Given data Start Marker
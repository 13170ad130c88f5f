//! Database module for fileshelf.
//!
//! This module provides SQLite connectivity (via sqlx) and migration management.
//! The `Database` handle is cheap to clone and is passed explicitly to the
//! services that need it.

mod schema;

pub use schema::MIGRATIONS;

use std::path::Path;
use std::str::FromStr;
use std::time::Duration;

use sqlx::sqlite::{SqliteConnectOptions, SqliteJournalMode, SqlitePool, SqlitePoolOptions};
use tracing::{debug, info};

use crate::{Result, ShelfError};

/// Database wrapper for managing the SQLite pool and migrations.
#[derive(Clone)]
pub struct Database {
    pool: SqlitePool,
}

impl Database {
    /// Open a database at the specified path.
    ///
    /// If the database file doesn't exist, it will be created.
    /// Migrations are automatically applied.
    pub async fn open(path: impl AsRef<Path>) -> Result<Self> {
        let path = path.as_ref();
        info!("Opening database at {:?}", path);

        if let Some(parent) = path.parent() {
            if !parent.as_os_str().is_empty() && !parent.exists() {
                std::fs::create_dir_all(parent)?;
            }
        }

        let options = SqliteConnectOptions::new()
            .filename(path)
            .create_if_missing(true)
            .journal_mode(SqliteJournalMode::Wal)
            .busy_timeout(Duration::from_secs(5));

        let pool = SqlitePoolOptions::new()
            .max_connections(5)
            .connect_with(options)
            .await
            .map_err(|e| ShelfError::DatabaseConnection(e.to_string()))?;

        let db = Self { pool };
        db.migrate().await?;

        Ok(db)
    }

    /// Open an in-memory database for testing.
    ///
    /// The pool is pinned to a single long-lived connection; an in-memory
    /// SQLite database disappears with the connection that created it.
    pub async fn open_in_memory() -> Result<Self> {
        debug!("Opening in-memory database");
        let options = SqliteConnectOptions::from_str("sqlite::memory:")
            .map_err(|e| ShelfError::DatabaseConnection(e.to_string()))?;

        let pool = SqlitePoolOptions::new()
            .max_connections(1)
            .idle_timeout(None)
            .max_lifetime(None)
            .connect_with(options)
            .await
            .map_err(|e| ShelfError::DatabaseConnection(e.to_string()))?;

        let db = Self { pool };
        db.migrate().await?;

        Ok(db)
    }

    /// Get a reference to the underlying pool.
    pub fn pool(&self) -> &SqlitePool {
        &self.pool
    }

    /// Check that the database answers a trivial query.
    pub async fn ping(&self) -> Result<()> {
        sqlx::query("SELECT 1")
            .execute(&self.pool)
            .await
            .map_err(|e| ShelfError::DatabaseConnection(e.to_string()))?;
        Ok(())
    }

    /// Close the pool, waiting for checked-out connections to be returned.
    pub async fn close(&self) {
        info!("Closing database");
        self.pool.close().await;
    }

    /// Get the current schema version.
    pub async fn schema_version(&self) -> Result<i64> {
        if !self.table_exists("schema_version").await? {
            return Ok(0);
        }

        let (version,): (i64,) =
            sqlx::query_as("SELECT COALESCE(MAX(version), 0) FROM schema_version")
                .fetch_one(&self.pool)
                .await?;

        Ok(version)
    }

    /// Apply pending migrations.
    pub async fn migrate(&self) -> Result<()> {
        let current_version = self.schema_version().await?;
        let migrations = MIGRATIONS;

        if current_version as usize >= migrations.len() {
            debug!("Database is up to date (version {})", current_version);
            return Ok(());
        }

        info!(
            "Migrating database from version {} to {}",
            current_version,
            migrations.len()
        );

        sqlx::query(
            "CREATE TABLE IF NOT EXISTS schema_version (
                version     INTEGER PRIMARY KEY,
                applied_at  TEXT NOT NULL DEFAULT (datetime('now'))
            )",
        )
        .execute(&self.pool)
        .await?;

        for (i, migration) in migrations.iter().enumerate().skip(current_version as usize) {
            let version = (i + 1) as i64;
            info!("Applying migration v{}", version);

            let mut tx = self.pool.begin().await?;

            sqlx::raw_sql(migration).execute(&mut *tx).await?;

            sqlx::query("INSERT INTO schema_version (version) VALUES (?)")
                .bind(version)
                .execute(&mut *tx)
                .await?;

            tx.commit().await?;
            debug!("Migration v{} applied successfully", version);
        }

        info!(
            "Database migration complete (now at version {})",
            migrations.len()
        );
        Ok(())
    }

    /// Check if a table exists.
    pub async fn table_exists(&self, table_name: &str) -> Result<bool> {
        let (count,): (i64,) =
            sqlx::query_as("SELECT COUNT(*) FROM sqlite_master WHERE type='table' AND name=?")
                .bind(table_name)
                .fetch_one(&self.pool)
                .await?;
        Ok(count > 0)
    }
}

impl std::fmt::Debug for Database {
    fn fmt(&self, f: &mut std::fmt::Formatter<'_>) -> std::fmt::Result {
        f.debug_struct("Database").finish()
    }
}
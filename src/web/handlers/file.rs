//! File handlers for Web API.

use axum::{
    body::Body,
    extract::{multipart::MultipartError, Multipart, State},
    http::{header, StatusCode},
    response::Response,
    Json,
};
use bytes::Bytes;
use std::sync::Arc;

use crate::file::UploadRequest;
use crate::web::dto::validation::sanitize_filename;
use crate::web::dto::{AckResponse, ApiPath, ApiQuery, FileListQuery, FileResponse, UploadForm};
use crate::web::error::{ApiError, ErrorBody};
use crate::web::handlers::AppState;

/// Generate a safe Content-Disposition header value for file downloads.
///
/// Control characters (CR/LF included) are dropped, quotes and backslashes
/// replaced, and non-ASCII names additionally sent as an RFC 5987
/// `filename*` parameter.
fn content_disposition_header(filename: &str) -> String {
    let sanitized: String = filename
        .chars()
        .filter(|c| !c.is_control())
        .map(|c| match c {
            '"' | '\\' => '_',
            _ => c,
        })
        .collect();

    if filename.is_ascii() && !filename.chars().any(|c| c.is_control() || c == '"' || c == '\\') {
        return format!("attachment; filename=\"{}\"", filename);
    }

    let encoded = urlencoding::encode(filename);

    format!(
        "attachment; filename=\"{}\"; filename*=UTF-8''{}",
        sanitized, encoded
    )
}

/// Parse the optional `folderId` multipart field.
///
/// Empty and `null` values mean unfiled.
fn parse_folder_id(raw: &str) -> Result<Option<i64>, ApiError> {
    let raw = raw.trim();
    if raw.is_empty() || raw == "null" {
        return Ok(None);
    }
    raw.parse()
        .map(Some)
        .map_err(|_| ApiError::validation_message(format!("invalid folderId '{raw}'")))
}

fn multipart_error(e: MultipartError) -> ApiError {
    if e.status() == StatusCode::PAYLOAD_TOO_LARGE {
        ApiError::validation_message("file is too large")
    } else {
        tracing::error!("Failed to read multipart data: {}", e);
        ApiError::bad_request("Invalid multipart data")
    }
}

/// POST /api/files/upload - Upload a file.
///
/// Request body: multipart/form-data with a "file" part and an optional
/// "folderId" field.
#[utoipa::path(
    post,
    path = "/files/upload",
    tag = "files",
    request_body(
        content = UploadForm,
        content_type = "multipart/form-data",
        description = "`file` part plus optional `folderId`"
    ),
    responses(
        (status = 201, description = "File uploaded", body = FileResponse),
        (status = 400, description = "No file, empty file or file too large", body = ErrorBody),
        (status = 404, description = "Folder not found", body = ErrorBody),
        (status = 500, description = "Storage failure", body = ErrorBody)
    )
)]
pub async fn upload_file(
    State(state): State<Arc<AppState>>,
    mut multipart: Multipart,
) -> Result<(StatusCode, Json<FileResponse>), ApiError> {
    let mut filename: Option<String> = None;
    let mut mime_type: Option<String> = None;
    let mut content: Option<Bytes> = None;
    let mut folder_id: Option<i64> = None;

    while let Some(field) = multipart.next_field().await.map_err(multipart_error)? {
        let name = field.name().unwrap_or("").to_string();

        match name.as_str() {
            "file" => {
                filename = field.file_name().map(sanitize_filename);
                mime_type = field.content_type().map(|s| s.to_string());
                content = Some(field.bytes().await.map_err(multipart_error)?);
            }
            "folderId" => {
                let raw = field.text().await.map_err(multipart_error)?;
                folder_id = parse_folder_id(&raw)?;
            }
            _ => {}
        }
    }

    let content = content.ok_or_else(|| ApiError::validation_message("No file uploaded"))?;
    let filename = filename.ok_or_else(|| ApiError::validation_message("No file uploaded"))?;

    let mut request = UploadRequest::new(filename, content).with_folder(folder_id);
    if let Some(mime_type) = mime_type {
        request = request.with_mime_type(mime_type);
    }

    let file = state.file_service().upload(&request).await?;

    Ok((StatusCode::CREATED, Json(file.into())))
}

/// GET /api/files - List files, optionally filtered by folder.
#[utoipa::path(
    get,
    path = "/files",
    tag = "files",
    params(FileListQuery),
    responses(
        (status = 200, description = "List of files, newest first", body = Vec<FileResponse>),
        (status = 500, description = "Internal error", body = ErrorBody)
    )
)]
pub async fn list_files(
    State(state): State<Arc<AppState>>,
    ApiQuery(query): ApiQuery<FileListQuery>,
) -> Result<Json<Vec<FileResponse>>, ApiError> {
    let files = state.file_service().list(query.folder_id).await?;

    Ok(Json(files.into_iter().map(FileResponse::from).collect()))
}

/// GET /api/files/:id - Get file metadata.
#[utoipa::path(
    get,
    path = "/files/{id}",
    tag = "files",
    params(
        ("id" = i64, Path, description = "File ID")
    ),
    responses(
        (status = 200, description = "File metadata", body = FileResponse),
        (status = 404, description = "File not found", body = ErrorBody)
    )
)]
pub async fn get_file(
    State(state): State<Arc<AppState>>,
    ApiPath(file_id): ApiPath<i64>,
) -> Result<Json<FileResponse>, ApiError> {
    let file = state.file_service().get(file_id).await?;

    Ok(Json(file.into()))
}

/// GET /api/files/:id/download - Download a file.
#[utoipa::path(
    get,
    path = "/files/{id}/download",
    tag = "files",
    params(
        ("id" = i64, Path, description = "File ID")
    ),
    responses(
        (status = 200, description = "File content", content_type = "application/octet-stream"),
        (status = 404, description = "File not found", body = ErrorBody)
    )
)]
pub async fn download_file(
    State(state): State<Arc<AppState>>,
    ApiPath(file_id): ApiPath<i64>,
) -> Result<Response<Body>, ApiError> {
    let download = state.file_service().download(file_id).await?;
    let file = download.metadata;

    let response = Response::builder()
        .header(header::CONTENT_TYPE, file.mime_type.as_str())
        .header(
            header::CONTENT_DISPOSITION,
            content_disposition_header(&file.name),
        )
        .header(header::CONTENT_LENGTH, download.content.len())
        .body(Body::from(download.content))
        .map_err(|e| {
            tracing::error!("Failed to build response: {}", e);
            ApiError::internal("Failed to build response")
        })?;

    Ok(response)
}

/// DELETE /api/files/:id - Delete a file.
#[utoipa::path(
    delete,
    path = "/files/{id}",
    tag = "files",
    params(
        ("id" = i64, Path, description = "File ID")
    ),
    responses(
        (status = 200, description = "File deleted", body = AckResponse),
        (status = 404, description = "File not found", body = ErrorBody),
        (status = 500, description = "Blob could not be removed; file kept", body = ErrorBody)
    )
)]
pub async fn delete_file(
    State(state): State<Arc<AppState>>,
    ApiPath(file_id): ApiPath<i64>,
) -> Result<Json<AckResponse>, ApiError> {
    state.file_service().delete(file_id).await?;

    Ok(Json(AckResponse::new("File deleted successfully")))
}

#[cfg(test)]
mod tests {
    use super::*;
    use crate::web::error::ErrorCode;

    #[test]
    fn test_content_disposition_ascii() {
        let header = content_disposition_header("report.pdf");
        assert_eq!(header, "attachment; filename=\"report.pdf\"");
    }

    #[test]
    fn test_content_disposition_with_spaces() {
        let header = content_disposition_header("my report 2024.pdf");
        assert_eq!(header, "attachment; filename=\"my report 2024.pdf\"");
    }

    #[test]
    fn test_content_disposition_non_ascii() {
        let header = content_disposition_header("résumé.pdf");
        assert!(header.starts_with("attachment; filename=\"résumé.pdf\""));
        assert!(header.contains("filename*=UTF-8''r%C3%A9sum%C3%A9.pdf"));
    }

    #[test]
    fn test_content_disposition_header_injection() {
        let header = content_disposition_header("evil\r\nX-Injected: true.txt");
        assert!(!header.contains('\r'));
        assert!(!header.contains('\n'));
        assert!(header.contains("filename*=UTF-8''"));
    }

    #[test]
    fn test_content_disposition_quotes() {
        let header = content_disposition_header("say \"hi\".txt");
        assert!(header.contains("filename=\"say _hi_.txt\""));
    }

    #[test]
    fn test_parse_folder_id() {
        assert_eq!(parse_folder_id("12").unwrap(), Some(12));
        assert_eq!(parse_folder_id(" 7 ").unwrap(), Some(7));
        assert_eq!(parse_folder_id("").unwrap(), None);
        assert_eq!(parse_folder_id("null").unwrap(), None);

        let err = parse_folder_id("abc").unwrap_err();
        assert_eq!(err.code(), ErrorCode::ValidationError);
    }
}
Given data End Marker
_Task prompt_:
Wherever a line of the entries holds the string "chars", copy that line.

_Answer to the exercise_:
        .chars()
    if filename.is_ascii() && !filename.chars().any(|c| c.is_control() || c == '"' || c == '\\') {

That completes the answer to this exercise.